ASSIGNMENT: Return each line below holding the string "SecretStore".

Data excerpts
//! Transaction-level types.
//!
//! A transaction row carries the household's demographic descriptors
//! redundantly; they are leveled per household later in the pipeline.

use serde::{Deserialize, Serialize};
use std::cmp::Ordering;
use std::collections::BTreeSet;
use std::fmt;

/// Source column names.
pub mod columns {
    pub const HOUSEHOLD_KEY: &str = "household_key";
    pub const BASKET_ID: &str = "BASKET_ID";
    pub const DAY: &str = "DAY";
    pub const COMMODITY_DESC: &str = "COMMODITY_DESC";
    pub const NET_SPEND_AMT: &str = "NET_SPEND_AMT";
    pub const LOY_CARD_DISC: &str = "LOY_CARD_DISC";

    pub const MARITAL_STATUS_CODE: &str = "MARITAL_STATUS_CODE";
    pub const AGE_DESC: &str = "AGE_DESC";
    pub const INCOME_DESC: &str = "INCOME_DESC";
    pub const HOMEOWNER_DESC: &str = "HOMEOWNER_DESC";
    pub const HH_COMP_DESC: &str = "HH_COMP_DESC";
    pub const HOUSEHOLD_SIZE_DESC: &str = "HOUSEHOLD_SIZE_DESC";
    pub const KID_CATEGORY_DESC: &str = "KID_CATEGORY_DESC";

    /// Columns every run needs.
    pub const CORE: [&str; 4] = [HOUSEHOLD_KEY, BASKET_ID, DAY, COMMODITY_DESC];

    /// Demographic descriptor columns, in output order.
    pub const DEMOGRAPHIC: [&str; 7] = [
        MARITAL_STATUS_CODE,
        AGE_DESC,
        INCOME_DESC,
        HOMEOWNER_DESC,
        HH_COMP_DESC,
        HOUSEHOLD_SIZE_DESC,
        KID_CATEGORY_DESC,
    ];

    /// Monetary columns used by attribute enrichment.
    pub const MONETARY: [&str; 2] = [NET_SPEND_AMT, LOY_CARD_DISC];
}

/// Identifier of a customer household.
///
/// Keys that both parse as integers order numerically; otherwise they
/// order lexically.
#[derive(Debug, Clone, PartialEq, Eq, Hash, Serialize, Deserialize)]
pub struct HouseholdKey(String);

impl HouseholdKey {
    pub fn new(key: impl Into<String>) -> Self {
        Self(key.into())
    }

    pub fn as_str(&self) -> &str {
        &self.0
    }

    fn numeric(&self) -> Option<i64> {
        self.0.parse().ok()
    }
}

impl Ord for HouseholdKey {
    fn cmp(&self, other: &Self) -> Ordering {
        match (self.numeric(), other.numeric()) {
            (Some(a), Some(b)) => a.cmp(&b).then_with(|| self.0.cmp(&other.0)),
            (Some(_), None) => Ordering::Less,
            (None, Some(_)) => Ordering::Greater,
            (None, None) => self.0.cmp(&other.0),
        }
    }
}

impl PartialOrd for HouseholdKey {
    fn partial_cmp(&self, other: &Self) -> Option<Ordering> {
        Some(self.cmp(other))
    }
}

impl fmt::Display for HouseholdKey {
    fn fmt(&self, f: &mut fmt::Formatter<'_>) -> fmt::Result {
        f.write_str(&self.0)
    }
}

impl From<&str> for HouseholdKey {
    fn from(key: &str) -> Self {
        Self::new(key)
    }
}

macro_rules! household_key_from_int {
    ($($int:ty),*) => {
        $(
            impl From<$int> for HouseholdKey {
                fn from(key: $int) -> Self {
                    Self(key.to_string())
                }
            }
        )*
    };
}

household_key_from_int!(i32, i64, u32, u64);

/// Household demographic descriptors as they appear on one row.
#[derive(Debug, Clone, Default, PartialEq, Serialize, Deserialize)]
pub struct Demographics {
    pub marital_status: Option<String>,
    pub age: Option<String>,
    pub income: Option<String>,
    pub homeowner: Option<String>,
    pub household_composition: Option<String>,
    pub household_size: Option<String>,
    pub kid_category: Option<String>,
}

impl Demographics {
    /// Number of demographic fields.
    pub const FIELD_COUNT: usize = columns::DEMOGRAPHIC.len();

    /// Field by position, in `columns::DEMOGRAPHIC` order.
    pub fn field(&self, index: usize) -> Option<&str> {
        let value = match index {
            0 => &self.marital_status,
            1 => &self.age,
            2 => &self.income,
            3 => &self.homeowner,
            4 => &self.household_composition,
            5 => &self.household_size,
            6 => &self.kid_category,
            _ => return None,
        };
        value.as_deref()
    }

    /// Set a field by position, in `columns::DEMOGRAPHIC` order.
    pub fn set_field(&mut self, index: usize, value: Option<String>) {
        let slot = match index {
            0 => &mut self.marital_status,
            1 => &mut self.age,
            2 => &mut self.income,
            3 => &mut self.homeowner,
            4 => &mut self.household_composition,
            5 => &mut self.household_size,
            6 => &mut self.kid_category,
            _ => return,
        };
        *slot = value;
    }
}

/// One purchase event.
#[derive(Debug, Clone, PartialEq, Serialize, Deserialize)]
pub struct Transaction {
    pub household_key: HouseholdKey,
    pub basket_id: Option<String>,
    /// Day index, day 1 being the earliest day of the dataset
    pub day: i64,
    pub commodity_desc: String,
    pub net_spend_amt: Option<f64>,
    pub loy_card_disc: Option<f64>,
    pub demographics: Demographics,
}

impl Transaction {
    /// Create a transaction with no monetary or demographic data.
    pub fn new(
        household_key: impl Into<HouseholdKey>,
        basket_id: impl Into<String>,
        day: i64,
        commodity_desc: impl Into<String>,
    ) -> Self {
        Self {
            household_key: household_key.into(),
            basket_id: Some(basket_id.into()),
            day,
            commodity_desc: commodity_desc.into(),
            net_spend_amt: None,
            loy_card_disc: None,
            demographics: Demographics::default(),
        }
    }

    pub fn with_spend(mut self, net_spend_amt: f64, loy_card_disc: f64) -> Self {
        self.net_spend_amt = Some(net_spend_amt);
        self.loy_card_disc = Some(loy_card_disc);
        self
    }

    pub fn with_demographics(mut self, demographics: Demographics) -> Self {
        self.demographics = demographics;
        self
    }
}

/// The immutable input table.
#[derive(Debug, Clone, Default)]
pub struct TransactionTable {
    records: Vec<Transaction>,
    columns: BTreeSet<String>,
}

impl TransactionTable {
    /// Build a table that carries every known column.
    pub fn new(records: Vec<Transaction>) -> Self {
        let columns = columns::CORE
            .iter()
            .chain(columns::MONETARY.iter())
            .chain(columns::DEMOGRAPHIC.iter())
            .map(|c| c.to_string())
            .collect();
        Self { records, columns }
    }

    /// Build a table that only carries the named source columns.
    pub fn with_columns(records: Vec<Transaction>, columns: BTreeSet<String>) -> Self {
        Self { records, columns }
    }

    pub fn records(&self) -> &[Transaction] {
        &self.records
    }

    pub fn len(&self) -> usize {
        self.records.len()
    }

    pub fn is_empty(&self) -> bool {
        self.records.is_empty()
    }

    pub fn has_column(&self, name: &str) -> bool {
        self.columns.contains(name)
    }
}

#[cfg(test)]
mod tests {
    use super::*;

    #[test]
    fn test_household_key_numeric_ordering() {
        let mut keys: Vec<HouseholdKey> = ["10", "9", "100", "2"]
            .iter()
            .map(|k| HouseholdKey::from(*k))
            .collect();
        keys.sort();

        let sorted: Vec<&str> = keys.iter().map(HouseholdKey::as_str).collect();
        assert_eq!(sorted, vec!["2", "9", "10", "100"]);
    }

    #[test]
    fn test_household_key_mixed_ordering() {
        let a = HouseholdKey::from("7");
        let b = HouseholdKey::from("hh-1");
        assert!(a < b);
        assert_ne!(HouseholdKey::from("07"), HouseholdKey::from("7"));
        assert_ne!(
            HouseholdKey::from("07").cmp(&HouseholdKey::from("7")),
            Ordering::Equal
        );
    }

    #[test]
    fn test_demographic_field_access() {
        let mut demographics = Demographics::default();
        demographics.set_field(1, Some("45-54".to_string()));
        demographics.set_field(6, Some("None/Unknown".to_string()));

        assert_eq!(demographics.field(1), Some("45-54"));
        assert_eq!(demographics.age.as_deref(), Some("45-54"));
        assert_eq!(demographics.field(6), Some("None/Unknown"));
        assert_eq!(demographics.field(0), None);
        assert_eq!(demographics.field(7), None);
    }
}
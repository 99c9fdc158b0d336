//! Authentication negotiation
//!
//! The negotiator makes a single offer per connect attempt: the configured
//! password or private key, and only if the server accepts that method. A
//! rejection ends negotiation; there is no credential retry loop.

use std::fmt;
use std::path::{Path, PathBuf};
use std::sync::Arc;

use bitflags::bitflags;
use russh::client::{self, Handle};
use russh_keys::key::KeyPair;
use thiserror::Error;

use tether_core::{AuthMethod, Credential};

use crate::error::ConnectError;

bitflags! {
    /// Authentication methods a server accepts
    #[derive(Debug, Clone, Copy, PartialEq, Eq)]
    pub struct AuthMethods: u8 {
        const PASSWORD = 1 << 0;
        const PUBLIC_KEY = 1 << 1;
    }
}

/// Authentication failures
#[derive(Debug, Error)]
pub enum AuthError {
    /// The server rejected the offered credential
    #[error("Authentication rejected by server")]
    Rejected,

    /// The server does not accept the configured method, or the single
    /// attempt was already used
    #[error("Server does not accept the configured authentication method")]
    NoAcceptableMethod,

    /// The private key could not be loaded
    #[error(transparent)]
    Key(#[from] KeyError),
}

/// Private key loading failures
#[derive(Debug, Error)]
pub enum KeyError {
    /// Key file does not exist
    #[error("Private key not found at {}", .0.display())]
    NotFound(PathBuf),

    /// Key file exists but could not be read
    #[error("Failed to read private key {}: {source}", .path.display())]
    Unreadable {
        path: PathBuf,
        #[source]
        source: std::io::Error,
    },

    /// Not a recognizable private key
    #[error("SSH key file has an invalid format: {0}")]
    InvalidKeyFormat(String),

    /// Recognized container, unsupported algorithm
    #[error("SSH key type is not supported: {0}")]
    UnsupportedKeyType(String),

    /// Encrypted key and no passphrase available
    #[error("A passphrase is required for this encrypted key")]
    PassphraseRequired,
}

/// One credential offer
pub enum AuthOffer {
    Password(String),
    PublicKey(Arc<KeyPair>),
}

impl AuthOffer {
    pub fn method(&self) -> AuthMethod {
        match self {
            AuthOffer::Password(_) => AuthMethod::Password,
            AuthOffer::PublicKey(_) => AuthMethod::PublicKey,
        }
    }
}

impl fmt::Debug for AuthOffer {
    fn fmt(&self, f: &mut fmt::Formatter<'_>) -> fmt::Result {
        match self {
            AuthOffer::Password(_) => f.write_str("Password(<redacted>)"),
            AuthOffer::PublicKey(_) => f.write_str("PublicKey(<redacted>)"),
        }
    }
}

/// Single-attempt authentication negotiator
pub struct AuthNegotiator {
    username: String,
    credential: Credential,
    attempted: bool,
}

impl AuthNegotiator {
    pub fn new(username: impl Into<String>, credential: Credential) -> Self {
        Self {
            username: username.into(),
            credential,
            attempted: false,
        }
    }

    pub fn username(&self) -> &str {
        &self.username
    }

    /// Decide what to offer given the methods the server accepts.
    ///
    /// Returns `Ok(None)` when negotiation is over: the method is not
    /// accepted, or an offer was already made.
    pub fn next_offer(&mut self, available: AuthMethods) -> Result<Option<AuthOffer>, AuthError> {
        if self.attempted {
            return Ok(None);
        }
        self.attempted = true;

        match &self.credential {
            Credential::Password(password) => {
                if !available.contains(AuthMethods::PASSWORD) {
                    return Ok(None);
                }
                Ok(Some(AuthOffer::Password(password.clone())))
            }
            Credential::PrivateKey { path, passphrase } => {
                if !available.contains(AuthMethods::PUBLIC_KEY) {
                    return Ok(None);
                }
                let key = load_private_key(path, passphrase.as_deref())?;
                Ok(Some(AuthOffer::PublicKey(Arc::new(key))))
            }
        }
    }

    /// Authenticate a freshly handshaken SSH connection
    pub async fn authenticate<H>(&mut self, handle: &mut Handle<H>) -> Result<(), ConnectError>
    where
        H: client::Handler,
    {
        // russh only reports success or failure, not the server's method
        // list, so offer against every method and let the server decide.
        let offer = self
            .next_offer(AuthMethods::all())?
            .ok_or(AuthError::NoAcceptableMethod)?;

        tracing::debug!(
            "Authenticating as '{}' with {}",
            self.username,
            offer.method()
        );

        let accepted = match offer {
            AuthOffer::Password(password) => {
                handle
                    .authenticate_password(self.username.clone(), password)
                    .await?
            }
            AuthOffer::PublicKey(key) => {
                handle
                    .authenticate_publickey(self.username.clone(), key)
                    .await?
            }
        };

        if !accepted {
            tracing::warn!("Server rejected credentials for '{}'", self.username);
            return Err(AuthError::Rejected.into());
        }

        tracing::debug!("Authentication successful");
        Ok(())
    }
}

/// Expand a leading `~` to the home directory
fn expand_home(path: &Path) -> PathBuf {
    match path.strip_prefix("~") {
        Ok(rest) => dirs::home_dir()
            .map(|home| home.join(rest))
            .unwrap_or_else(|| path.to_path_buf()),
        Err(_) => path.to_path_buf(),
    }
}

/// Load and decode an OpenSSH or PEM private key.
///
/// Supported families are the ones russh-keys decodes: Ed25519 and ECDSA
/// (P-256, P-384, P-521).
pub fn load_private_key(path: &Path, passphrase: Option<&str>) -> Result<KeyPair, KeyError> {
    let path = expand_home(path);
    if !path.exists() {
        return Err(KeyError::NotFound(path));
    }

    let bytes = std::fs::read(&path).map_err(|source| KeyError::Unreadable {
        path: path.clone(),
        source,
    })?;
    let text = String::from_utf8(bytes)
        .map_err(|_| KeyError::InvalidKeyFormat("key file is not text".to_string()))?;

    russh_keys::decode_secret_key(&text, passphrase).map_err(|e| match e {
        russh_keys::Error::KeyIsEncrypted => KeyError::PassphraseRequired,
        russh_keys::Error::UnsupportedKeyType {
            key_type_string, ..
        } => KeyError::UnsupportedKeyType(key_type_string),
        other => KeyError::InvalidKeyFormat(other.to_string()),
    })
}
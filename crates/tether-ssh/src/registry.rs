//! Session registry

use std::sync::Arc;

use bytes::Bytes;
use dashmap::DashMap;
use tokio::sync::watch;

use tether_core::config::{ConnectionConfig, ConnectionProfile, EngineConfig};
use tether_core::secrets::{resolve_credential, SecretStore};
use tether_core::{ConnectionId, SessionError, SessionId, SessionState};

use crate::bridge::OutputStream;
use crate::error::EngineError;
use crate::reactor::Reactor;
use crate::session::Session;
use crate::transport::{ShellConnector, SshConnector};

/// Tracks all open sessions and routes calls to them
pub struct SessionRegistry {
    /// Sessions indexed by session ID
    sessions: DashMap<SessionId, Session>,
    connector: Arc<dyn ShellConnector>,
    reactor: Reactor,
    engine: EngineConfig,
}

impl SessionRegistry {
    /// Create a registry that connects through `connector`
    pub fn new(reactor: Reactor, connector: Arc<dyn ShellConnector>, engine: EngineConfig) -> Self {
        Self {
            sessions: DashMap::new(),
            connector,
            reactor,
            engine,
        }
    }

    /// Create a registry backed by real SSH connections
    pub fn ssh(reactor: Reactor, engine: EngineConfig) -> Self {
        let connector = SshConnector::new(reactor.clone(), &engine);
        Self::new(reactor, Arc::new(connector), engine)
    }

    /// Create and connect a session.
    ///
    /// The session is only registered once it is connected.
    pub async fn open(
        &self,
        connection_id: ConnectionId,
        config: ConnectionConfig,
    ) -> Result<SessionId, SessionError> {
        let session = Session::new(
            connection_id,
            config,
            Arc::clone(&self.connector),
            self.reactor.clone(),
            &self.engine,
        );

        session.connect().await?;

        let id = session.id();
        self.sessions.insert(id, session);
        tracing::debug!("Registered session {} ({} open)", id, self.sessions.len());
        Ok(id)
    }

    /// Resolve the profile's credential and open a session for it
    pub async fn open_profile(
        &self,
        profile: &ConnectionProfile,
        secrets: &dyn SecretStore,
    ) -> Result<SessionId, SessionError> {
        let credential = resolve_credential(profile, secrets)?;
        self.open(profile.id, profile.snapshot(credential)).await
    }

    /// Get a session by ID
    pub fn get(&self, id: SessionId) -> Option<Session> {
        self.sessions.get(&id).map(|r| r.value().clone())
    }

    pub async fn write(&self, id: SessionId, data: impl Into<Bytes>) -> Result<(), EngineError> {
        let session = self.get(id).ok_or(EngineError::SessionNotFound(id))?;
        session.write(data).await
    }

    /// Resize a session's PTY; unknown sessions are ignored
    pub async fn resize(&self, id: SessionId, cols: u16, rows: u16) -> Result<(), EngineError> {
        match self.get(id) {
            Some(session) => session.resize(cols, rows).await,
            None => Ok(()),
        }
    }

    /// Reconnect a session; unknown sessions are ignored
    pub async fn reconnect(&self, id: SessionId) -> Result<(), SessionError> {
        match self.get(id) {
            Some(session) => session.reconnect().await,
            None => Ok(()),
        }
    }

    /// Close a session and forget it
    pub async fn close(&self, id: SessionId) {
        if let Some(session) = self.get(id) {
            session.close().await;
        }
        if self.sessions.remove(&id).is_some() {
            tracing::debug!("Removed session {} ({} open)", id, self.sessions.len());
        }
    }

    /// Close every session, one at a time
    pub async fn close_all(&self) {
        for id in self.ids() {
            self.close(id).await;
        }
    }

    /// State of a session; unknown sessions read as disconnected
    pub fn state(&self, id: SessionId) -> SessionState {
        self.get(id)
            .map(|session| session.state())
            .unwrap_or(SessionState::Disconnected)
    }

    /// Take the current connection's output stream
    pub fn output_stream(&self, id: SessionId) -> Option<OutputStream> {
        self.get(id).and_then(|session| session.output_stream())
    }

    pub fn subscribe(&self, id: SessionId) -> Option<watch::Receiver<SessionState>> {
        self.get(id).map(|session| session.subscribe())
    }

    /// IDs of all open sessions
    pub fn ids(&self) -> Vec<SessionId> {
        self.sessions.iter().map(|r| *r.key()).collect()
    }

    /// Number of open sessions
    pub fn len(&self) -> usize {
        self.sessions.len()
    }

    /// Check if empty
    pub fn is_empty(&self) -> bool {
        self.sessions.is_empty()
    }
}
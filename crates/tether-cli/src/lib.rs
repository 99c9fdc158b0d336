//! tether-cli: Command-line interface for tether
//!
//! Provides the `tether` binary: connects to SSH servers from named
//! profiles or ad-hoc targets and runs an interactive shell that reconnects
//! on its own when the transport drops.

pub mod commands;
pub mod output;
pub mod terminal;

FINAL ANSWER:
use tether_core::secrets::{resolve_credential, SecretStore};
        secrets: &dyn SecretStore,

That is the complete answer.